→ DIRECTIONS FOR THIS TASK
Extract each line of the records below that contains the word "protocol".

→ RECORDS SUPPLIED

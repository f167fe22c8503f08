//! The verifying side of the protocol.
use std::sync::Arc;
use std::time::Duration;

use serde::Serialize;
use tokio::time::sleep;
use tracing::{debug, error, info, trace, warn};

use crate::error::InvalidAddress;
use crate::mailbox::Inbox;
use crate::register::{MutexRegister, Register};
use crate::register_file::RegisterFile;
use crate::stop::StopSignal;
use crate::transaction::{MatchResult, Transaction};

#[derive(Clone, Copy, Debug, PartialEq, Eq)]
pub(crate) enum ConsumerState {
    Idle,
    Waiting,
    Verifying,
    Reporting,
    Stopped,
}

/// What a consumer observed before it was stopped.
#[derive(Clone, Debug, Default, PartialEq, Eq, Serialize)]
pub struct ConsumerReport {
    /// One result per verified transaction, in the order they were received.
    pub results: Vec<MatchResult>,
    /// Reads rejected by the register file.
    pub invalid: Vec<InvalidAddress>,
    /// Transactions still in the mailbox when the consumer was stopped.
    pub dropped: Vec<Transaction>,
}

/// Receives transactions and checks them against the register file.
///
/// A consumer has no natural end: it keeps waiting for transactions, even
/// after the mailbox is closed, until its [`StopSignal`] is raised. A
/// transaction that has been received is always verified before the consumer
/// stops; transactions still queued at that point are reported as dropped.
pub struct Consumer<R: Register = MutexRegister> {
    registers: Arc<RegisterFile<R>>,
    inbox: Inbox,
    pacing: Duration,
    stop: StopSignal,
    state: ConsumerState,
}

impl<R: Register> Consumer<R> {
    pub fn new(
        registers: Arc<RegisterFile<R>>,
        inbox: Inbox,
        pacing: Duration,
        stop: StopSignal,
    ) -> Self {
        Self {
            registers,
            inbox,
            pacing,
            stop,
            state: ConsumerState::Idle,
        }
    }

    pub async fn run(mut self) -> ConsumerReport {
        let mut report = ConsumerReport::default();

        loop {
            self.enter(ConsumerState::Waiting);
            let received = tokio::select! {
                biased;
                _ = self.stop.stopped() => break,
                received = self.inbox.get() => received,
            };
            let Some(transaction) = received else {
                debug!("mailbox closed, waiting to be stopped");
                self.stop.stopped().await;
                break;
            };

            self.enter(ConsumerState::Verifying);
            self.verify(transaction, &mut report);

            if !self.pace().await {
                break;
            }
        }

        self.enter(ConsumerState::Stopped);
        report.dropped = self.inbox.drain();
        for transaction in &report.dropped {
            warn!("CONSUMER DROP {transaction}");
        }
        info!(
            consumed = report.results.len(),
            dropped = report.dropped.len(),
            "CONSUMER STOPPED"
        );
        report
    }

    fn verify(&mut self, transaction: Transaction, report: &mut ConsumerReport) {
        let read = self.registers.read(transaction.address);

        self.enter(ConsumerState::Reporting);
        match read {
            Ok(actual) => {
                let result = MatchResult::compare(&transaction, actual);
                if result.matched {
                    info!("CONSUMER MATCH addr={}", result.address);
                } else {
                    warn!(
                        "CONSUMER MISMATCH addr={} expected={:#04x} actual={:#04x}",
                        result.address, result.expected, result.actual
                    );
                }
                report.results.push(result);
            }
            Err(error) => {
                error!(%error, "CONSUMER INVALID {transaction}");
                report.invalid.push(error);
            }
        }
    }

    /// Waits for the pacing interval, returning `false` if stopped first.
    async fn pace(&mut self) -> bool {
        if self.pacing.is_zero() {
            return !self.stop.is_stopped();
        }
        tokio::select! {
            biased;
            _ = self.stop.stopped() => false,
            _ = sleep(self.pacing) => true,
        }
    }

    fn enter(&mut self, state: ConsumerState) {
        trace!(from = ?self.state, to = ?state, "consumer");
        self.state = state;
    }
}
//! A FIFO hand-off channel with exactly one writing end and one reading end.
//!
//! A mailbox is created as a pair: an [`Outbox`] that the producer [puts]
//! transactions into and an [`Inbox`] that the consumer [gets] them from.
//! Transactions are delivered exactly once, in the order they were put.
//!
//! [puts]: Outbox::put
//! [gets]: Inbox::get
//!
//! # Examples
//!
//! ```
//! use regbox::mailbox::{mailbox, Capacity};
//! use regbox::Transaction;
//!
//! # tokio_test::block_on(async {
//! let (outbox, mut inbox) = mailbox(Capacity::Unbounded);
//!
//! outbox.put(Transaction::new(3, 0x5a)).await.unwrap();
//! outbox.put(Transaction::new(7, 0xff)).await.unwrap();
//!
//! assert_eq!(inbox.get().await, Some(Transaction::new(3, 0x5a)));
//! assert_eq!(inbox.try_get(), Some(Transaction::new(7, 0xff)));
//! assert_eq!(inbox.try_get(), None);
//! # })
//! ```
use std::num::NonZeroUsize;

use serde::{Deserialize, Serialize};
use tokio::sync::mpsc;

use crate::error::MailboxClosed;
use crate::transaction::Transaction;

/// How many transactions a mailbox can hold before `put` suspends.
#[derive(Clone, Copy, Debug, Default, Deserialize, PartialEq, Eq, Serialize)]
#[serde(rename_all = "snake_case")]
pub enum Capacity {
    /// `put` never suspends.
    #[default]
    Unbounded,
    /// `put` suspends while the mailbox holds this many transactions.
    Bounded(NonZeroUsize),
}

/// Creates a mailbox, returning its writing and reading ends.
pub fn mailbox(capacity: Capacity) -> (Outbox, Inbox) {
    match capacity {
        Capacity::Unbounded => {
            let (sender, receiver) = mpsc::unbounded_channel();
            (
                Outbox(Sender::Unbounded(sender)),
                Inbox(Receiver::Unbounded(receiver)),
            )
        }
        Capacity::Bounded(size) => {
            let (sender, receiver) = mpsc::channel(size.get());
            (
                Outbox(Sender::Bounded(sender)),
                Inbox(Receiver::Bounded(receiver)),
            )
        }
    }
}

#[derive(Debug)]
enum Sender {
    Bounded(mpsc::Sender<Transaction>),
    Unbounded(mpsc::UnboundedSender<Transaction>),
}

#[derive(Debug)]
enum Receiver {
    Bounded(mpsc::Receiver<Transaction>),
    Unbounded(mpsc::UnboundedReceiver<Transaction>),
}

/// The writing end of a mailbox.
///
/// Dropping the outbox closes the mailbox: once the transactions already in
/// it have been taken, [`Inbox::get`] returns `None`.
#[derive(Debug)]
pub struct Outbox(Sender);

impl Outbox {
    /// Puts a transaction into the mailbox, suspending while a bounded
    /// mailbox is full.
    ///
    /// Fails only if the [`Inbox`] has been dropped, in which case the
    /// transaction is handed back inside the error.
    ///
    /// Cancelling a suspended `put` discards the transaction without
    /// delivering it.
    pub async fn put(&self, transaction: Transaction) -> Result<(), MailboxClosed> {
        let sent = match &self.0 {
            Sender::Bounded(sender) => sender.send(transaction).await,
            Sender::Unbounded(sender) => sender.send(transaction),
        };
        sent.map_err(|error| MailboxClosed(error.0))
    }
}

/// The reading end of a mailbox.
#[derive(Debug)]
pub struct Inbox(Receiver);

impl Inbox {
    /// Takes the oldest transaction, suspending while the mailbox is empty.
    ///
    /// Returns `None` once the [`Outbox`] has been dropped and every
    /// transaction has been taken. Cancelling a suspended `get` never loses
    /// a transaction.
    pub async fn get(&mut self) -> Option<Transaction> {
        match &mut self.0 {
            Receiver::Bounded(receiver) => receiver.recv().await,
            Receiver::Unbounded(receiver) => receiver.recv().await,
        }
    }

    /// Takes the oldest transaction if there is one, without suspending.
    pub fn try_get(&mut self) -> Option<Transaction> {
        match &mut self.0 {
            Receiver::Bounded(receiver) => receiver.try_recv().ok(),
            Receiver::Unbounded(receiver) => receiver.try_recv().ok(),
        }
    }

    /// Takes every transaction currently in the mailbox, oldest first.
    pub fn drain(&mut self) -> Vec<Transaction> {
        std::iter::from_fn(|| self.try_get()).collect()
    }
}
//! The writing side of the protocol.
//!
//! A [`Producer`] takes transactions from a source, writes each one into the
//! register file, and only then puts a copy into the mailbox. Because the
//! write always completes before the transaction can be received, a consumer
//! that reads the same address after receiving it sees the written value
//! unless a later transaction overwrote it in the meantime.
use std::sync::Arc;
use std::time::Duration;

use rand::rngs::StdRng;
use rand::{Rng, SeedableRng};
use serde::Serialize;
use tokio::time::sleep;
use tracing::{error, info, trace};

use crate::error::{InvalidAddress, MailboxClosed};
use crate::mailbox::Outbox;
use crate::register::{MutexRegister, Register};
use crate::register_file::{mask, RegisterFile};
use crate::stop::StopSignal;
use crate::transaction::Transaction;

/// An endless source of random transactions that are valid for a register
/// file.
///
/// Addresses are drawn uniformly from `0..depth` and data uniformly from
/// `0..2^width`, so every generated transaction can be written.
///
/// # Examples
///
/// ```
/// use regbox::producer::RandomTransactions;
///
/// let transactions: Vec<_> = RandomTransactions::new(8, 8, 42).take(100).collect();
/// assert!(transactions.iter().all(|t| t.address < 8 && t.data <= 0xff));
///
/// // The same seed produces the same transactions.
/// let again: Vec<_> = RandomTransactions::new(8, 8, 42).take(100).collect();
/// assert_eq!(transactions, again);
/// ```
#[derive(Clone, Debug)]
pub struct RandomTransactions {
    rng: StdRng,
    depth: usize,
    max_value: u64,
}

impl RandomTransactions {
    /// Creates a source for a file of `depth` registers of `width` bits.
    ///
    /// `depth` must be non-zero and `width` in `1..=64`; a validated
    /// [`Config`](crate::Config) guarantees both.
    pub fn new(width: u32, depth: usize, seed: u64) -> Self {
        Self {
            rng: StdRng::seed_from_u64(seed),
            depth,
            max_value: mask(width),
        }
    }
}

impl Iterator for RandomTransactions {
    type Item = Transaction;

    fn next(&mut self) -> Option<Transaction> {
        let address = self.rng.gen_range(0..self.depth);
        let data = self.rng.gen_range(0..=self.max_value);
        Some(Transaction::new(address, data))
    }
}

#[derive(Clone, Copy, Debug, PartialEq, Eq)]
pub(crate) enum ProducerState {
    Idle,
    Generating,
    Writing,
    Publishing,
    Pacing,
    Done,
}

/// What a producer did before it finished or was stopped.
#[derive(Clone, Debug, Default, PartialEq, Eq, Serialize)]
pub struct ProducerReport {
    /// Number of transactions the producer was asked to issue.
    pub expected: usize,
    /// Number of transactions taken from the source.
    pub issued: usize,
    /// Transactions put into the mailbox, in order.
    pub published: Vec<Transaction>,
    /// Writes rejected by the register file. These were never published.
    pub invalid: Vec<InvalidAddress>,
    /// A transaction that was written but could not be put before the
    /// producer was stopped.
    pub unpublished: Option<Transaction>,
    /// Whether all `expected` transactions were issued.
    pub completed: bool,
}

enum Publish {
    Sent,
    Stopped,
    Closed(MailboxClosed),
}

pub struct Producer<I, R: Register = MutexRegister> {
    registers: Arc<RegisterFile<R>>,
    outbox: Outbox,
    transactions: I,
    count: usize,
    pacing: Duration,
    stop: StopSignal,
    state: ProducerState,
}

impl<I, R> Producer<I, R>
where
    I: Iterator<Item = Transaction>,
    R: Register,
{
    /// Creates a producer that issues `count` transactions from
    /// `transactions`, waiting `pacing` after each one.
    pub fn new(
        registers: Arc<RegisterFile<R>>,
        outbox: Outbox,
        transactions: impl IntoIterator<IntoIter = I>,
        count: usize,
        pacing: Duration,
        stop: StopSignal,
    ) -> Self {
        Self {
            registers,
            outbox,
            transactions: transactions.into_iter(),
            count,
            pacing,
            stop,
            state: ProducerState::Idle,
        }
    }

    /// Issues transactions until `count` have been issued, the source runs
    /// dry, or the producer is stopped.
    ///
    /// The mailbox is closed when this returns.
    pub async fn run(mut self) -> ProducerReport {
        let mut report = ProducerReport {
            expected: self.count,
            ..ProducerReport::default()
        };

        while report.issued < self.count {
            self.enter(ProducerState::Generating);
            let Some(transaction) = self.transactions.next() else {
                error!(
                    issued = report.issued,
                    expected = self.count,
                    "PRODUCER SOURCE EXHAUSTED"
                );
                break;
            };
            report.issued += 1;

            self.enter(ProducerState::Writing);
            match self.registers.write(transaction.address, transaction.data) {
                Ok(()) => {
                    self.enter(ProducerState::Publishing);
                    info!("PRODUCER SEND {transaction}");
                    match self.publish(transaction).await {
                        Publish::Sent => report.published.push(transaction),
                        Publish::Stopped => {
                            report.unpublished = Some(transaction);
                            return self.finish(report);
                        }
                        Publish::Closed(error) => {
                            error!(%error, "PRODUCER SEND FAILED");
                            report.unpublished = Some(transaction);
                            return self.finish(report);
                        }
                    }
                }
                // Unreachable for generated transactions. An aborted
                // iteration is neither published nor paced.
                Err(error) => {
                    error!(%error, "PRODUCER ABORT {transaction}");
                    report.invalid.push(error);
                    if self.stop.is_stopped() {
                        return self.finish(report);
                    }
                    continue;
                }
            }

            self.enter(ProducerState::Pacing);
            if !self.pace().await {
                return self.finish(report);
            }
        }

        report.completed = report.issued == self.count;
        self.finish(report)
    }

    async fn publish(&mut self, transaction: Transaction) -> Publish {
        tokio::select! {
            biased;
            sent = self.outbox.put(transaction) => match sent {
                Ok(()) => Publish::Sent,
                Err(error) => Publish::Closed(error),
            },
            _ = self.stop.stopped() => Publish::Stopped,
        }
    }

    /// Waits for the pacing interval, returning `false` if stopped first.
    async fn pace(&mut self) -> bool {
        if self.pacing.is_zero() {
            return !self.stop.is_stopped();
        }
        tokio::select! {
            biased;
            _ = self.stop.stopped() => false,
            _ = sleep(self.pacing) => true,
        }
    }

    fn finish(&mut self, report: ProducerReport) -> ProducerReport {
        self.enter(ProducerState::Done);
        info!(
            issued = report.issued,
            published = report.published.len(),
            completed = report.completed,
            "PRODUCER DONE"
        );
        report
    }

    fn enter(&mut self, state: ProducerState) {
        trace!(from = ?self.state, to = ?state, "producer");
        self.state = state;
    }
}
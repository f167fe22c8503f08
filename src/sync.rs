#[cfg(feature = "shuttle")]
pub(crate) use shuttle::sync::{
    atomic::{AtomicU64, Ordering},
    Mutex,
};
#[cfg(not(feature = "shuttle"))]
pub(crate) use std::sync::{
    atomic::{AtomicU64, Ordering},
    Mutex,
};
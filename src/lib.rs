//! A shared register file verified by a producer and a consumer that are
//! synchronized through a mailbox.
//!
//! The [`Producer`](producer::Producer) writes randomly addressed values into a
//! [`RegisterFile`](register_file::RegisterFile) and forwards a copy of each
//! [`Transaction`](transaction::Transaction) through a
//! [`mailbox`]. The [`Consumer`](consumer::Consumer) re-reads every address it
//! receives and checks that it sees the value the producer claims to have
//! written. A [`Coordinator`](coordinator::Coordinator) runs both as tokio
//! tasks and decides when to stop them.
//!
//! # Examples
//!
//! ```
//! use regbox::config::Config;
//! use regbox::coordinator::Coordinator;
//!
//! # tokio_test::block_on(async {
//! let config = Config {
//!     seed: Some(7),
//!     ..Config::default()
//! };
//! let summary = Coordinator::new(config).unwrap().run().await.unwrap();
//!
//! assert_eq!(summary.produced(), 5);
//! assert!(summary.is_success());
//! # })
//! ```
pub mod config;
pub mod consumer;
pub mod coordinator;
pub mod error;
pub mod mailbox;
pub mod producer;
pub mod register;
pub mod register_file;
pub mod stop;
pub mod summary;
pub(crate) mod sync;
pub mod transaction;

pub use config::Config;
pub use coordinator::Coordinator;
pub use error::{ConfigError, Failure, InvalidAddress, RunError};
pub use summary::Summary;
pub use transaction::{MatchResult, Transaction};
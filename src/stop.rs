//! A one-shot, broadcast stop signal.
//!
//! Tasks await [`StopSignal::stopped`] alongside their own suspension points,
//! so a stop is observed even while they are blocked on the mailbox or
//! pacing.
use tokio::sync::watch;

/// Creates a stop signal, returning the handle that raises it and a
/// receiver that observes it.
pub fn signal() -> (StopHandle, StopSignal) {
    let (sender, receiver) = watch::channel(false);
    (StopHandle(sender), StopSignal(receiver))
}

/// Raises a stop signal.
///
/// Dropping the handle without calling [`stop`](StopHandle::stop) also
/// stops every receiver, so a task can never wait on an owner that is gone.
#[derive(Debug)]
pub struct StopHandle(watch::Sender<bool>);

impl StopHandle {
    pub fn stop(&self) {
        self.0.send_replace(true);
    }
}

#[derive(Clone, Debug)]
pub struct StopSignal(watch::Receiver<bool>);

impl StopSignal {
    /// Resolves once the signal has been raised.
    pub async fn stopped(&mut self) {
        // An error means the handle was dropped, which counts as a stop.
        let _ = self.0.wait_for(|stopped| *stopped).await;
    }

    /// Returns whether the signal has been raised.
    pub fn is_stopped(&self) -> bool {
        *self.0.borrow() || self.0.has_changed().is_err()
    }
}

#[cfg(test)]
mod tests {
    use tokio_test::{assert_pending, assert_ready, task};

    use super::*;

    #[tokio::test]
    async fn stopped_resolves_once_raised() {
        let (handle, mut signal) = signal();
        assert!(!signal.is_stopped());

        let mut stopped = task::spawn(signal.stopped());
        assert_pending!(stopped.poll());

        handle.stop();
        assert!(stopped.is_woken());
        assert_ready!(stopped.poll());
        drop(stopped);
        assert!(signal.is_stopped());
    }

    #[tokio::test]
    async fn dropping_the_handle_stops() {
        let (handle, mut signal) = signal();
        drop(handle);
        signal.stopped().await;
        assert!(signal.is_stopped());
    }

    #[tokio::test]
    async fn reaches_every_clone() {
        let (handle, signal) = signal();
        let mut other = signal.clone();
        handle.stop();
        other.stopped().await;
        assert!(signal.is_stopped());
    }
}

→ RESPONSE AREA
//! The verifying side of the protocol.
//! The writing side of the protocol.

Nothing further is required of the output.